TASK DESCRIPTION
Find the line with "is stored inline." in the entries below. Repeat it, every following line, and the line with "let entries = directory[4..]", exactly and with nothing added.

Stored items from a collection
══════════

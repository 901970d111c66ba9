//! GeoTIFF rasters through the `tiff` decoder.

use std::fs::File;
use std::io::{BufReader, Read};
use std::path::Path;

use tiff::decoder::ifd::Value;
use tiff::decoder::Decoder;
use tiff::tags::Tag;
use tiff::TiffError;

use super::{
    file_stem, validate_raster, DatasetDriver, DriverError, DriverFamily, DriverLayer,
    LayerReport, ProbeOptions, MAX_REPORTED_BANDS,
};
use crate::crs::CrsDefinition;
use crate::record::{BandInfo, DataType, GeoreferenceMethod, RasterAttributes};
use crate::sidecar::{self, GeoTransform};

const FORMAT: &str = "GTiff";

const MODEL_PIXEL_SCALE: u16 = 33550;
const MODEL_TIEPOINT: u16 = 33922;
const MODEL_TRANSFORMATION: u16 = 34264;
const GEO_KEY_DIRECTORY: u16 = 34735;
const GDAL_NODATA: u16 = 42113;

const KEY_RASTER_TYPE: u16 = 1025;
const KEY_GEOGRAPHIC_TYPE: u16 = 2048;
const KEY_PROJECTED_CS_TYPE: u16 = 3072;
const USER_DEFINED: u16 = 32767;
const RASTER_PIXEL_IS_POINT: u16 = 2;

pub struct GeoTiffDriver;

fn is_tiff(path: &Path) -> bool {
    let mut magic = [0u8; 4];
    let read = File::open(path).and_then(|mut f| f.read_exact(&mut magic));
    read.is_ok() && matches!(&magic, b"II*\0" | b"MM\0*" | b"II+\0" | b"MM\0+")
}

fn tiff_err(e: TiffError) -> DriverError {
    match e {
        TiffError::IoError(io) => DriverError::Io(io),
        other => DriverError::malformed(FORMAT, other.to_string()),
    }
}

/// GeoKey directory entries whose value is stored inline.
#[derive(Debug, Default, Clone, PartialEq)]
pub(crate) struct GeoKeys {
    entries: Vec<(u16, u16)>,
}

impl GeoKeys {
    pub fn parse(directory: &[u16]) -> Self {
        let Some(header) = directory.get(..4) else {
            return Self::default();
        };
        let count = header[3] as usize;
        let entries = directory[4..]
            .chunks_exact(4)
            .take(count)
            .filter(|e| e[1] == 0)
            .map(|e| (e[0], e[3]))
            .collect();
        Self { entries }
    }

    pub fn get(&self, key: u16) -> Option<u16> {
        self.entries.iter().find(|(k, _)| *k == key).map(|(_, v)| *v)
    }

    /// EPSG code of the projected or geographic system, if not user-defined.
    pub fn epsg(&self) -> Option<u32> {
        [KEY_PROJECTED_CS_TYPE, KEY_GEOGRAPHIC_TYPE]
            .iter()
            .filter_map(|k| self.get(*k))
            .find(|code| *code != 0 && *code != USER_DEFINED)
            .map(u32::from)
    }

    fn pixel_is_point(&self) -> bool {
        self.get(KEY_RASTER_TYPE) == Some(RASTER_PIXEL_IS_POINT)
    }
}

/// Geotransform from the model transformation matrix, or from the first
/// tie point and pixel scale.
pub(crate) fn embedded_transform(
    transformation: Option<&[f64]>,
    tiepoint: Option<&[f64]>,
    scale: Option<&[f64]>,
    pixel_is_point: bool,
) -> Option<GeoTransform> {
    let mut transform = if let Some(m) = transformation.filter(|m| m.len() >= 16) {
        GeoTransform {
            origin_x: m[3],
            pixel_width: m[0],
            row_rotation: m[1],
            origin_y: m[7],
            col_rotation: m[4],
            pixel_height: m[5],
        }
    } else {
        let tie = tiepoint.filter(|t| t.len() >= 6)?;
        let scale = scale.filter(|s| s.len() >= 2)?;
        GeoTransform {
            origin_x: tie[3] - tie[0] * scale[0],
            pixel_width: scale[0],
            row_rotation: 0.0,
            origin_y: tie[4] + tie[1] * scale[1],
            col_rotation: 0.0,
            pixel_height: -scale[1],
        }
    };
    if pixel_is_point {
        transform.origin_x -= transform.pixel_width / 2.0 + transform.row_rotation / 2.0;
        transform.origin_y -= transform.col_rotation / 2.0 + transform.pixel_height / 2.0;
    }
    let finite = [
        transform.origin_x,
        transform.pixel_width,
        transform.origin_y,
        transform.pixel_height,
    ]
    .iter()
    .all(|v| v.is_finite());
    (finite && transform.pixel_width != 0.0 && transform.pixel_height != 0.0).then_some(transform)
}

/// GDAL data type name for a sample layout.
pub(crate) fn band_type_name(bits: u16, sample_format: u16) -> &'static str {
    match (bits, sample_format) {
        (1..=8, 1) => "Byte",
        (8, 2) => "Int8",
        (16, 1) => "UInt16",
        (16, 2) => "Int16",
        (32, 1) => "UInt32",
        (32, 2) => "Int32",
        (32, 3) => "Float32",
        (64, 1) => "UInt64",
        (64, 2) => "Int64",
        (64, 3) => "Float64",
        _ => "Unknown",
    }
}

fn compression_name(code: u16) -> Option<&'static str> {
    match code {
        1 => None,
        2..=4 => Some("CCITT"),
        5 => Some("LZW"),
        6 | 7 => Some("JPEG"),
        8 | 32946 => Some("DEFLATE"),
        32773 => Some("PACKBITS"),
        34887 => Some("LERC"),
        34925 => Some("LZMA"),
        50000 => Some("ZSTD"),
        50001 => Some("WEBP"),
        _ => Some("UNKNOWN"),
    }
}

fn tag<R: Read + std::io::Seek>(decoder: &mut Decoder<R>, code: u16) -> Option<Value> {
    decoder.find_tag(Tag::from_u16_exhaustive(code)).ok().flatten()
}

fn f64_vec<R: Read + std::io::Seek>(decoder: &mut Decoder<R>, code: u16) -> Option<Vec<f64>> {
    tag(decoder, code).and_then(|v| v.into_f64_vec().ok())
}

/// SHORT values of a tag. A single SHORT decodes as `Value::Unsigned`, which
/// `into_u16_vec` rejects, so scalars and lists are unpacked separately.
fn u16_values<R: Read + std::io::Seek>(decoder: &mut Decoder<R>, code: u16) -> Option<Vec<u16>> {
    match tag(decoder, code)? {
        Value::List(items) => items.into_iter().map(|v| v.into_u16().ok()).collect(),
        scalar => scalar.into_u16().ok().map(|v| vec![v]),
    }
}

/// Per-sample value from a tag list; a single entry applies to every sample.
fn per_sample(values: &[u16], index: usize, default: u16) -> u16 {
    match values {
        [] => default,
        [only] => *only,
        many => many.get(index).copied().unwrap_or(many[0]),
    }
}

impl DatasetDriver for GeoTiffDriver {
    fn short_name(&self) -> &'static str {
        FORMAT
    }

    fn long_name(&self) -> &'static str {
        "GeoTIFF"
    }

    fn family(&self) -> DriverFamily {
        DriverFamily::Raster
    }

    fn open(&self, path: &Path, options: &ProbeOptions) -> Result<Vec<DriverLayer>, DriverError> {
        if !is_tiff(path) {
            return Err(DriverError::NotRecognized);
        }
        let mut decoder = Decoder::new(BufReader::new(File::open(path)?)).map_err(tiff_err)?;
        let (width, height) = decoder.dimensions().map_err(tiff_err)?;

        let samples = u16_values(&mut decoder, Tag::SamplesPerPixel.to_u16())
            .and_then(|v| v.first().copied())
            .unwrap_or(1);
        let bits = u16_values(&mut decoder, Tag::BitsPerSample.to_u16()).unwrap_or_default();
        let formats = u16_values(&mut decoder, Tag::SampleFormat.to_u16()).unwrap_or_default();
        let compression = u16_values(&mut decoder, Tag::Compression.to_u16())
            .and_then(|v| v.first().copied())
            .and_then(compression_name)
            .map(str::to_string);
        let nodata = tag(&mut decoder, GDAL_NODATA)
            .and_then(|v| v.into_string().ok())
            .and_then(|s| s.trim_matches(char::from(0)).trim().parse::<f64>().ok());

        let bands = (0..usize::from(samples).min(MAX_REPORTED_BANDS))
            .map(|i| {
                BandInfo {
                    data_type: band_type_name(per_sample(&bits, i, 1), per_sample(&formats, i, 1))
                        .to_string(),
                    nodata,
                }
            })
            .collect();

        let geokeys = u16_values(&mut decoder, GEO_KEY_DIRECTORY)
            .map(|d| GeoKeys::parse(&d))
            .unwrap_or_default();
        let embedded = embedded_transform(
            f64_vec(&mut decoder, MODEL_TRANSFORMATION).as_deref(),
            f64_vec(&mut decoder, MODEL_TIEPOINT).as_deref(),
            f64_vec(&mut decoder, MODEL_PIXEL_SCALE).as_deref(),
            geokeys.pixel_is_point(),
        );
        let (transform, georeference) = match embedded {
            Some(t) => (Some(t), GeoreferenceMethod::Embedded),
            None => match sidecar::read_world_file(path) {
                Some(t) => (Some(t), GeoreferenceMethod::Sidecar),
                None => (None, GeoreferenceMethod::None),
            },
        };

        let crs = geokeys
            .epsg()
            .map(CrsDefinition::epsg)
            .or_else(|| sidecar::read_aux_srs(path))
            .or_else(|| sidecar::read_prj(path));

        let mut report = LayerReport {
            crs,
            native_extent: transform.map(|t| t.extent(width, height)),
            raster: Some(RasterAttributes {
                width,
                height,
                band_count: u32::from(samples),
                pixel_size: transform.map(|t| t.pixel_size()),
                bands,
                compression,
                georeference,
            }),
            ..LayerReport::default()
        };

        if options.validate {
            validate_raster(&mut report, transform.is_some(), || {
                decoder.read_chunk(0).map(|_| ()).map_err(|e| e.to_string())
            });
        }

        Ok(vec![DriverLayer {
            name: file_stem(path),
            data_type: DataType::Raster,
            report,
        }])
    }
}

══════════

TASK SOLUTION
/// GeoKey directory entries whose value is stored inline.
#[derive(Debug, Default, Clone, PartialEq)]
pub(crate) struct GeoKeys {
    entries: Vec<(u16, u16)>,
}

impl GeoKeys {
    pub fn parse(directory: &[u16]) -> Self {
        let Some(header) = directory.get(..4) else {
            return Self::default();
        };
        let count = header[3] as usize;
        let entries = directory[4..]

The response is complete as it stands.